#### WORK TASK:
Give again the lines of the data from its first line through the line with "use cluster_agent::join::SystemResolver;". Change nothing.

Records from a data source
******
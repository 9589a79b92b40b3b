//! Cluster agent - node admission API

use std::net::SocketAddr;
use std::path::PathBuf;
use std::sync::Arc;
use std::time::Duration;

use anyhow::Context;
use clap::Parser;
use tracing::info;
use tracing_subscriber::{fmt, prelude::*, EnvFilter};

use cluster_agent::config::{AgentConfig, StatePaths};
use cluster_agent::exec::{CommandRunner, RecordingCommandRunner, SystemCommandRunner};
use cluster_agent::join::SystemResolver;
use cluster_agent::server::{self, AppState};
use cluster_agent::{DEFAULT_BIND, DEFAULT_TIMEOUT_SECS};

/// Node listing served to worker joins in development mode
const DEVMODE_CONTROL_PLANE_NODES: &str = r#"{"items":[
  {"status":{"addresses":[{"type":"InternalIP","address":"10.0.0.1"}]}},
  {"status":{"addresses":[{"type":"InternalIP","address":"10.0.0.2"}]}}
]}"#;

/// Cluster agent - answers join, signing, configure and upgrade requests
#[derive(Parser, Debug)]
#[command(name = "cluster-agent", version, about, long_about = None)]
struct Cli {
    /// Listen address
    #[arg(long, default_value = DEFAULT_BIND)]
    bind: SocketAddr,

    /// TLS private key
    #[arg(long)]
    keyfile: PathBuf,

    /// TLS certificate
    #[arg(long)]
    certfile: PathBuf,

    /// Per-request deadline in seconds
    #[arg(long, default_value_t = DEFAULT_TIMEOUT_SECS)]
    timeout: u64,

    /// Writable state directory
    #[arg(long, env = "SNAP_DATA", default_value = "/var/snap/microk8s/current")]
    data_dir: PathBuf,

    /// Install directory holding wrappers and upgrade scripts
    #[arg(long, env = "SNAP", default_value = "/snap/microk8s/current")]
    install_dir: PathBuf,

    /// Use ./data for all state and only log commands instead of running them
    #[arg(long)]
    devmode: bool,
}

#[tokio::main]
async fn main() -> anyhow::Result<()> {
    if let Err(e) = rustls::crypto::aws_lc_rs::default_provider().install_default() {
        eprintln!("CRITICAL: Failed to install aws-lc-rs crypto provider: {:?}", e);
        std::process::exit(1);
    }

    tracing_subscriber::registry()
        .with(fmt::layer())
        .with(EnvFilter::try_from_default_env().unwrap_or_else(|_| EnvFilter::new("info")))
        .init();

    let cli = Cli::parse();

    let (paths, runner): (StatePaths, Arc<dyn CommandRunner>) = if cli.devmode {
        info!("Running in development mode, commands are logged only");
        (
            StatePaths::new("data", "data"),
            Arc::new(
                RecordingCommandRunner::new().with_output("", DEVMODE_CONTROL_PLANE_NODES),
            ),
        )
    } else {
        (
            StatePaths::new(cli.data_dir.clone(), cli.install_dir.clone()),
            Arc::new(SystemCommandRunner),
        )
    };

    let config = AgentConfig::detect(paths, Duration::from_secs(cli.timeout));
    let state = AppState::new(config, runner, Arc::new(SystemResolver), cli.bind);
    let app = server::router(Arc::new(state));

    server::serve(cli.bind, &cli.certfile, &cli.keyfile, app)
        .await
        .with_context(|| format!("failed to serve on {}", cli.bind))?;

    Ok(())
}
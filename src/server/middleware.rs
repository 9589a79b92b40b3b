//! Cross-cutting request handling: per-request deadline and access log

use std::time::Duration;

use axum::body::HttpBody;
use axum::extract::{Request, State};
use axum::middleware::Next;
use axum::response::{IntoResponse, Response};
use tokio::time::Instant;
use tracing::info;

use super::ApiError;
use crate::Error;

/// Point in time by which the current request must have completed.
///
/// Inserted as a request extension so long waits inside a handler can
/// stop at the same instant the transport gives up.
#[derive(Clone, Copy, Debug)]
pub struct Deadline(pub Instant);

/// Bound every request by `timeout`.
///
/// Dropping the handler future on expiry also drops any child process it
/// started.
pub async fn deadline(
    State(timeout): State<Duration>,
    mut request: Request,
    next: Next,
) -> Response {
    let deadline = Instant::now() + timeout;
    request.extensions_mut().insert(Deadline(deadline));

    match tokio::time::timeout_at(deadline, next.run(request)).await {
        Ok(response) => response,
        Err(_) => ApiError::Failed(Error::timeout(
            "serve request",
            format!("no response within {timeout:?}"),
        ))
        .into_response(),
    }
}

/// One structured log line per request
pub async fn access_log(request: Request, next: Next) -> Response {
    let method = request.method().clone();
    let uri = request.uri().clone();
    let started = Instant::now();

    let response = next.run(request).await;

    let size = response.body().size_hint().exact().unwrap_or_default();
    info!(
        method = %method,
        status = response.status().as_u16(),
        uri = %uri,
        size,
        latency_ms = started.elapsed().as_millis() as u64,
        "Request served"
    );
    response
}
impl JoinCoordinatorV2 {
    /// Create a coordinator
    pub fn new(
        config: AgentConfig,
        tokens: TokenStore,
        issuer: CredentialIssuer,
        membership: MembershipView,
        runner: Arc<dyn CommandRunner>,
        resolver: Arc<dyn HostResolver>,
    ) -> Self {
        Self {
            config,
            tokens,
            issuer,
            membership,
            runner,
            resolver,
        }
    }

    /// Admit a node into an HA cluster.
    ///
    /// `host_port` is the local address that accepted the request and
    /// `remote_address` the peer address it came from. `deadline` bounds
    /// the wait for the consensus store during the bootstrap transition.
    pub async fn join(
        &self,
        request: &JoinRequest,
        host_port: &str,
        remote_address: &str,
        deadline: Instant,
    ) -> Result<JoinResponse> {
        if self.config.mode != ClusterMode::Ha {
            return Err(Error::conflict("join cluster", "this is not an HA cluster"));
        }

        self.tokens
            .consume_valid(&request.cluster_token, TokenCategory::Admission)
            .await?;

        let paths = &self.config.paths;
        let bind = service_argument(paths, "cluster-agent", "--bind")
            .await
            .unwrap_or_default();
        let (_, port) = split_host_port(&bind);
        if port != request.agent_port {
            return Err(Error::validation(
                "verify cluster agent port",
                format!("cluster agent port needs to be set to {port}"),
            ));
        }

        let hostname =
            resolve_remote_host(self.resolver.as_ref(), &request.hostname, remote_address).await;
        let worker = request.worker.0;
        info!(hostname = %hostname, worker, "Admitting node into HA cluster");

        let membership = self.check_and_bootstrap(&hostname, host_port, deadline).await?;

        let callback_token = self
            .tokens
            .self_callback_token()
            .await
            .map_err(|e| e.within("retrieve self callback token"))?;
        let ca = self.issuer.ca_certificate().await?;
        let kubelet_args = kubelet_arguments(paths, &hostname, &request.hostname).await?;

        cni::apply_can_reach_detection(paths, self.runner.as_ref(), &hostname).await?;
        disable_cert_reissue(paths).await?;

        let mut response = JoinResponse {
            ca,
            callback_token,
            apiport: service_argument(paths, "kube-apiserver", "--secure-port")
                .await
                .unwrap_or_default(),
            kubelet_args,
            hostname_override: hostname,
            ..Default::default()
        };

        if worker {
            self.issuer.worker_bundle(&request.cluster_token).await?;
            response.control_plane_nodes =
                Some(kubectl::control_plane_nodes(paths, self.runner.as_ref()).await?);
        } else {
            let bundle = self.issuer.control_plane_bundle(&membership).await?;
            response.ca_key = Some(bundle.ca_key);
            response.service_account_key = bundle.service_account_key;
            response.admin_token = bundle.admin_token;
            response.cluster_cert = bundle.cluster_cert;
            response.cluster_key = bundle.cluster_key;
            response.voters = bundle.voters;
        }

        info!(hostname = %response.hostname_override, worker, "Node joined HA cluster");
        Ok(response)
    }

    /// Refuse known members and rebind a fresh store, returning the
    /// membership the rest of the join works from
    async fn check_and_bootstrap(
        &self,
        hostname: &str,
        host_port: &str,
        deadline: Instant,
    ) -> Result<MembershipList> {
        let _bootstrap = self.membership.bootstrap_guard().await;

        let membership = self
            .membership
            .get_membership()
            .await
            .map_err(|e| e.within("retrieve consensus members"))?;
        if membership.contains_host(hostname) {
            return Err(Error::conflict(
                "check consensus membership",
                format!("joining node {hostname:?} is already known to the consensus store"),
            ));
        }

        if !membership.awaiting_bootstrap() {
            return Ok(membership);
        }

        let (local_host, _) = split_host_port(host_port);
        info!(address = local_host, "Rebinding consensus store for first peer");
        self.membership
            .rebind_local_node(local_host)
            .await
            .map_err(|e| e.within(&format!("update consensus store address to {local_host:?}")))?;

        self.membership
            .await_membership(
                |list| list.nodes().first().is_some_and(|n| !n.is_placeholder()),
                deadline,
            )
            .await
            .map_err(|e| e.within("wait for consensus store"))
    }
}
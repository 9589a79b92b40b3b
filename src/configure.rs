//! Service and addon configuration pushed by peer agents
//!
//! Peers authenticate with this node's self callback token, handed out
//! during HA joins.

use std::collections::BTreeMap;
use std::sync::Arc;

use serde::{Deserialize, Deserializer};
use tracing::info;

use crate::args::update_argument_file;
use crate::config::StatePaths;
use crate::exec::{argv, CommandRunner};
use crate::services::ServiceManager;
use crate::token::{TokenCategory, TokenStore};
use crate::{Error, Result};

/// The `restart` field: JSON `true` or the string `"yes"`
#[derive(Clone, Copy, Debug, Default, PartialEq, Eq)]
pub struct RestartFlag(pub bool);

impl<'de> Deserialize<'de> for RestartFlag {
    fn deserialize<D>(deserializer: D) -> std::result::Result<Self, D::Error>
    where
        D: Deserializer<'de>,
    {
        let value = serde_json::Value::deserialize(deserializer)?;
        Ok(Self(
            value.as_bool() == Some(true) || value.as_str() == Some("yes"),
        ))
    }
}

/// Argument changes for one service
#[derive(Clone, Debug, Default, Deserialize)]
#[serde(default)]
pub struct ServiceConfiguration {
    /// Service name, as used for its argument file
    pub name: String,
    /// Arguments to set, applied in order
    #[serde(rename = "arguments_update")]
    pub update: Vec<BTreeMap<String, String>>,
    /// Arguments to drop
    #[serde(rename = "arguments_remove")]
    pub remove: Vec<String>,
    /// Restart the service afterwards
    pub restart: RestartFlag,
}

/// Addon to enable or disable
#[derive(Clone, Debug, Default, Deserialize)]
#[serde(default)]
pub struct AddonConfiguration {
    /// Addon name
    pub name: String,
    /// Enable the addon
    pub enable: bool,
    /// Disable the addon
    pub disable: bool,
}

/// Body of a configure request
#[derive(Clone, Debug, Default, Deserialize)]
#[serde(default)]
pub struct ConfigureRequest {
    /// This node's self callback token
    #[serde(rename = "callback")]
    pub callback_token: String,
    /// Service changes
    #[serde(rename = "service")]
    pub services: Vec<ServiceConfiguration>,
    /// Addon changes
    #[serde(rename = "addon")]
    pub addons: Vec<AddonConfiguration>,
}

/// Applies configuration requests
#[derive(Clone)]
pub struct Configurator {
    paths: StatePaths,
    tokens: TokenStore,
    services: ServiceManager,
    runner: Arc<dyn CommandRunner>,
}

impl Configurator {
    /// Create a configurator
    pub fn new(
        paths: StatePaths,
        tokens: TokenStore,
        services: ServiceManager,
        runner: Arc<dyn CommandRunner>,
    ) -> Self {
        Self {
            paths,
            tokens,
            services,
            runner,
        }
    }

    /// Apply service changes, then addon changes, stopping at the first
    /// failure
    pub async fn configure(&self, request: &ConfigureRequest) -> Result<()> {
        if !self
            .tokens
            .is_valid(&request.callback_token, TokenCategory::SelfCallback)
            .await
        {
            return Err(Error::auth("configure node", "invalid callback token"));
        }

        for service in &request.services {
            let updates: Vec<(String, String)> = service
                .update
                .iter()
                .flat_map(|m| m.iter().map(|(k, v)| (k.clone(), v.clone())))
                .collect();

            update_argument_file(&self.paths.service_args(&service.name), &updates, &service.remove)
                .await
                .map_err(|e| e.within(&format!("update arguments of service {:?}", service.name)))?;
            info!(service = %service.name, updated = updates.len(), removed = service.remove.len(), "Updated service arguments");

            if service.restart.0 {
                self.services.restart(&service.name).await?;
            }
        }

        for addon in &request.addons {
            let (wrapper, action) = match (addon.enable, addon.disable) {
                (true, _) => (self.paths.enable_addon(), "enable"),
                (false, true) => (self.paths.disable_addon(), "disable"),
                (false, false) => continue,
            };
            let wrapper = wrapper.display().to_string();
            self.runner
                .run(&argv([wrapper.as_str(), addon.name.as_str()]))
                .await
                .map_err(|e| e.within(&format!("{action} addon {:?}", addon.name)))?;
            info!(addon = %addon.name, action, "Configured addon");
        }

        Ok(())
    }
}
******
#### ANSWER FOR THE TASK:
repository 9589a79b92b40b3b
//! Cluster agent - node admission API

use std::net::SocketAddr;
use std::path::PathBuf;
use std::sync::Arc;
use std::time::Duration;

use anyhow::Context;
use clap::Parser;
use tracing::info;
use tracing_subscriber::{fmt, prelude::*, EnvFilter};

use cluster_agent::config::{AgentConfig, StatePaths};
use cluster_agent::exec::{CommandRunner, RecordingCommandRunner, SystemCommandRunner};
use cluster_agent::join::SystemResolver;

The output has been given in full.